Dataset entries
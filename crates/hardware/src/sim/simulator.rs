//! Simulator: owns the cache store and the run-wide access clock.
//!
//! One `Simulator` is one run. Counters and cache contents are never shared,
//! so several configurations (or several transpose strategies) can be scored
//! side by side by creating several simulators.

use std::fmt;
use std::io::Write;

use tracing::debug;

use crate::cache::{CacheSim, Outcome};
use crate::common::{ConfigError, Operation, SimError, TraceError};
use crate::config::CacheConfig;
use crate::stats::CacheStats;
use crate::trace::DataRecord;

/// Outcomes of the one or two cache accesses performed for a data record.
#[derive(Clone, Copy, Debug, PartialEq, Eq)]
pub struct StepResult {
    /// Outcome of the load, store, or the load half of a modify.
    pub first: Outcome,
    /// Outcome of the store half of a modify; always [`Outcome::Hit`].
    pub second: Option<Outcome>,
}

impl StepResult {
    /// Iterates over the outcomes in access order.
    pub fn outcomes(&self) -> impl Iterator<Item = Outcome> {
        std::iter::once(self.first).chain(self.second)
    }
}

impl fmt::Display for StepResult {
    /// Formats the outcomes space-separated, e.g. `miss eviction hit`.
    fn fmt(&self, f: &mut fmt::Formatter<'_>) -> fmt::Result {
        write!(f, "{}", self.first)?;
        if let Some(second) = self.second {
            write!(f, " {second}")?;
        }
        Ok(())
    }
}

/// Top-level simulator: cache state plus the logical clock.
#[derive(Debug)]
pub struct Simulator {
    /// Cache store and counters.
    pub cache: CacheSim,
    clock: u64,
}

impl Simulator {
    /// Creates a simulator with an empty cache.
    ///
    /// # Errors
    ///
    /// Returns a [`ConfigError`] if the geometry is rejected.
    pub fn new(config: &CacheConfig) -> Result<Self, ConfigError> {
        Ok(Self {
            cache: CacheSim::new(config)?,
            clock: 0,
        })
    }

    /// Counters accumulated so far.
    pub const fn stats(&self) -> CacheStats {
        self.cache.stats()
    }

    /// Number of cache accesses issued so far.
    pub const fn clock(&self) -> u64 {
        self.clock
    }

    /// Issues one cache access, advancing the clock.
    fn tick(&mut self, addr: u64) -> Outcome {
        self.clock += 1;
        self.cache.access(addr, self.clock)
    }

    /// Applies one data record to the cache.
    ///
    /// Loads and stores access the cache once. A modify accesses it twice at
    /// the same address; the first access leaves the block resident, so the
    /// second is always a hit.
    pub fn step(&mut self, rec: &DataRecord) -> StepResult {
        let first = self.tick(rec.address);
        let second = match rec.op {
            Operation::Load | Operation::Store => None,
            Operation::Modify => {
                let second = self.tick(rec.address);
                debug_assert!(second.is_hit(), "store half of a modify must hit");
                Some(second)
            }
        };
        StepResult { first, second }
    }

    /// Replays a stream of data records and returns the final counters.
    ///
    /// When `verbose` is set, one line per record is written to it in the form
    /// `L 10,1 miss eviction`.
    ///
    /// # Errors
    ///
    /// Stops at the first trace error and returns it; counters accumulated
    /// up to that point are not reported. Also fails if writing verbose
    /// output fails.
    pub fn run<I>(
        &mut self,
        records: I,
        mut verbose: Option<&mut dyn Write>,
    ) -> Result<CacheStats, SimError>
    where
        I: IntoIterator<Item = Result<DataRecord, TraceError>>,
    {
        let mut count = 0u64;
        for rec in records {
            let rec = rec?;
            let result = self.step(&rec);
            count += 1;
            if let Some(out) = verbose.as_deref_mut() {
                writeln!(out, "{} {:x},{} {}", rec.op, rec.address, rec.size, result)?;
            }
        }

        let stats = self.stats();
        debug!(
            records = count,
            accesses = self.clock,
            hits = stats.hits,
            misses = stats.misses,
            evictions = stats.evictions,
            "trace replay finished"
        );
        Ok(stats)
    }
}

Your task:
The entries are to be repeated exactly, with nothing altered.

Exercise output:
filename crates/hardware/src/sim/simulator.rs
//! Simulator: owns the cache store and the run-wide access clock.
//!
//! One `Simulator` is one run. Counters and cache contents are never shared,
//! so several configurations (or several transpose strategies) can be scored
//! side by side by creating several simulators.

use std::fmt;
use std::io::Write;

use tracing::debug;

use crate::cache::{CacheSim, Outcome};
use crate::common::{ConfigError, Operation, SimError, TraceError};
use crate::config::CacheConfig;
use crate::stats::CacheStats;
use crate::trace::DataRecord;

/// Outcomes of the one or two cache accesses performed for a data record.
#[derive(Clone, Copy, Debug, PartialEq, Eq)]
pub struct StepResult {
    /// Outcome of the load, store, or the load half of a modify.
    pub first: Outcome,
    /// Outcome of the store half of a modify; always [`Outcome::Hit`].
    pub second: Option<Outcome>,
}

impl StepResult {
    /// Iterates over the outcomes in access order.
    pub fn outcomes(&self) -> impl Iterator<Item = Outcome> {
        std::iter::once(self.first).chain(self.second)
    }
}

impl fmt::Display for StepResult {
    /// Formats the outcomes space-separated, e.g. `miss eviction hit`.
    fn fmt(&self, f: &mut fmt::Formatter<'_>) -> fmt::Result {
        write!(f, "{}", self.first)?;
        if let Some(second) = self.second {
            write!(f, " {second}")?;
        }
        Ok(())
    }
}

/// Top-level simulator: cache state plus the logical clock.
#[derive(Debug)]
pub struct Simulator {
    /// Cache store and counters.
    pub cache: CacheSim,
    clock: u64,
}

impl Simulator {
    /// Creates a simulator with an empty cache.
    ///
    /// # Errors
    ///
    /// Returns a [`ConfigError`] if the geometry is rejected.
    pub fn new(config: &CacheConfig) -> Result<Self, ConfigError> {
        Ok(Self {
            cache: CacheSim::new(config)?,
            clock: 0,
        })
    }

    /// Counters accumulated so far.
    pub const fn stats(&self) -> CacheStats {
        self.cache.stats()
    }

    /// Number of cache accesses issued so far.
    pub const fn clock(&self) -> u64 {
        self.clock
    }

    /// Issues one cache access, advancing the clock.
    fn tick(&mut self, addr: u64) -> Outcome {
        self.clock += 1;
        self.cache.access(addr, self.clock)
    }

    /// Applies one data record to the cache.
    ///
    /// Loads and stores access the cache once. A modify accesses it twice at
    /// the same address; the first access leaves the block resident, so the
    /// second is always a hit.
    pub fn step(&mut self, rec: &DataRecord) -> StepResult {
        let first = self.tick(rec.address);
        let second = match rec.op {
            Operation::Load | Operation::Store => None,
            Operation::Modify => {
                let second = self.tick(rec.address);
                debug_assert!(second.is_hit(), "store half of a modify must hit");
                Some(second)
            }
        };
        StepResult { first, second }
    }

    /// Replays a stream of data records and returns the final counters.
    ///
    /// When `verbose` is set, one line per record is written to it in the form
    /// `L 10,1 miss eviction`.
    ///
    /// # Errors
    ///
    /// Stops at the first trace error and returns it; counters accumulated
    /// up to that point are not reported. Also fails if writing verbose
    /// output fails.
    pub fn run<I>(
        &mut self,
        records: I,
        mut verbose: Option<&mut dyn Write>,
    ) -> Result<CacheStats, SimError>
    where
        I: IntoIterator<Item = Result<DataRecord, TraceError>>,
    {
        let mut count = 0u64;
        for rec in records {
            let rec = rec?;
            let result = self.step(&rec);
            count += 1;
            if let Some(out) = verbose.as_deref_mut() {
                writeln!(out, "{} {:x},{} {}", rec.op, rec.address, rec.size, result)?;
            }
        }

        let stats = self.stats();
        debug!(
            records = count,
            accesses = self.clock,
            hits = stats.hits,
            misses = stats.misses,
            evictions = stats.evictions,
            "trace replay finished"
        );
        Ok(stats)
    }
}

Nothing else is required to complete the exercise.